There are lots of churches that boast of being Spirit-filled; for us, that usually conjures up images of a certain boisterousness, a particular kind of exuberance, hand-waving and amen-ing and jumping around and all the rest of it. There are churches in certain corners of the Christian world where the Spirit is expected to be plainly evidenced. You may have been to a church like this; perhaps you may have also felt a little out of place, like someone who enjoys genteel ballroom dancing who winds up on the dance-floor of a hip, 20-something nightclub. Culture shock extreme!
But the Spirit is something more than that which animates worship. Looking back to the story of Pentecost, in the 2nd chapter of Acts, the Holy Spirit's arrival does indeed create a visible stir among the disciples who were waiting for its promise. But the real key to Pentecost is not so much its visible signs, as powerful as they may be; the real key is the power of God, within and without, precisely for the mission of God in the world. Power to witness to Jesus, to be agents of God's love.

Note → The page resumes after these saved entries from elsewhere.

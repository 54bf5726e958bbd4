//! Broadcast bus for "something beneath this object changed"
//!
//! Each object and list owns an [`EventBus`]. A value change anywhere in
//! the subtree is published with its dotted breadcrumb path, so async
//! listeners can react without registering synchronous callbacks.
//!
//! # Example
//!
//! ```rust
//! use bizobj_core::events::{EventBus, GraphChange};
//! use bizobj_core::ObjectId;
//!
//! let bus = EventBus::new();
//! let mut subscriber = bus.subscribe();
//!
//! bus.publish(GraphChange::new(ObjectId::new(), "Address.City"));
//!
//! let change = subscriber.try_recv().unwrap();
//! assert_eq!(change.path, "Address.City");
//! assert_eq!(change.property(), "City");
//! ```

use tokio::sync::broadcast;

use crate::id::ObjectId;

/// Channel capacity for broadcast events
pub const DEFAULT_CAPACITY: usize = 1024;

/// A value changed somewhere in an object graph
#[derive(Debug, Clone, PartialEq, Eq)]
pub struct GraphChange {
    /// The object whose property value changed
    pub source: ObjectId,
    /// Dotted path from the publishing object, e.g. `Lines.Quantity`
    pub path: String,
}

impl GraphChange {
    pub fn new(source: ObjectId, path: impl Into<String>) -> Self {
        Self {
            source,
            path: path.into(),
        }
    }

    /// Name of the property that changed (last path segment)
    pub fn property(&self) -> &str {
        self.path.rsplit('.').next().unwrap_or(&self.path)
    }
}

/// Broadcast channel of [`GraphChange`]s
///
/// Cloning shares the underlying channel.
#[derive(Clone, Debug)]
pub struct EventBus {
    sender: broadcast::Sender<GraphChange>,
}

impl EventBus {
    /// Create a new event bus with default capacity (1024 events)
    pub fn new() -> Self {
        Self::with_capacity(DEFAULT_CAPACITY)
    }

    /// Create a new event bus with custom capacity (at least 1)
    pub fn with_capacity(capacity: usize) -> Self {
        let (sender, _) = broadcast::channel(capacity.max(1));
        Self { sender }
    }

    /// Publish to all subscribers.
    ///
    /// Non-blocking; slow receivers lose the oldest events.
    pub fn publish(&self, change: GraphChange) {
        // Ignore errors - it's ok if there are no subscribers
        let _ = self.sender.send(change);
    }

    /// Receive every change published from now on
    pub fn subscribe(&self) -> broadcast::Receiver<GraphChange> {
        self.sender.subscribe()
    }

    /// Get the number of active subscribers
    pub fn subscriber_count(&self) -> usize {
        self.sender.receiver_count()
    }
}

impl Default for EventBus {
    fn default() -> Self {
        Self::new()
    }
}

The corner of Christendom that we inhabit is a little uncomfortable with outward displays. (Only occasionally will a good tune elicit hand-clapping.) But that does not mean we are not "Spirit-filled." The Holy Spirit is promised to us, indeed, given to us in our baptism. We cannot even think about claiming Jesus as Lord without it. Even beneath our typically restrained demeanor, the Spirit is at work upon us, subduing (or rather killing) the sinner in us, allowing the Resurrection power of Jesus to make something new out of us. The Spirit's work is not for show; it is for life change, for transformation. It is for us, and also through us, for others, for the world.
Without the Holy Spirit, this whole thing would have fallen apart long ago. And so we not only acknowledge the Holy Spirit's existence, but claim the Spirit's power, and welcome him. We also ready ourselves for the surprises that will come our way, because with great power comes great turbulence!
As the program year winds down, we give pause for gratitude for the Holy Spirit's work among us this past year: for musicians and singers and ringers, for Sunday School leaders and Confirmation guides, for ministry leaders and staff, and for all the many people who do Spirit-led work. To you, a Spirit-filled thank you!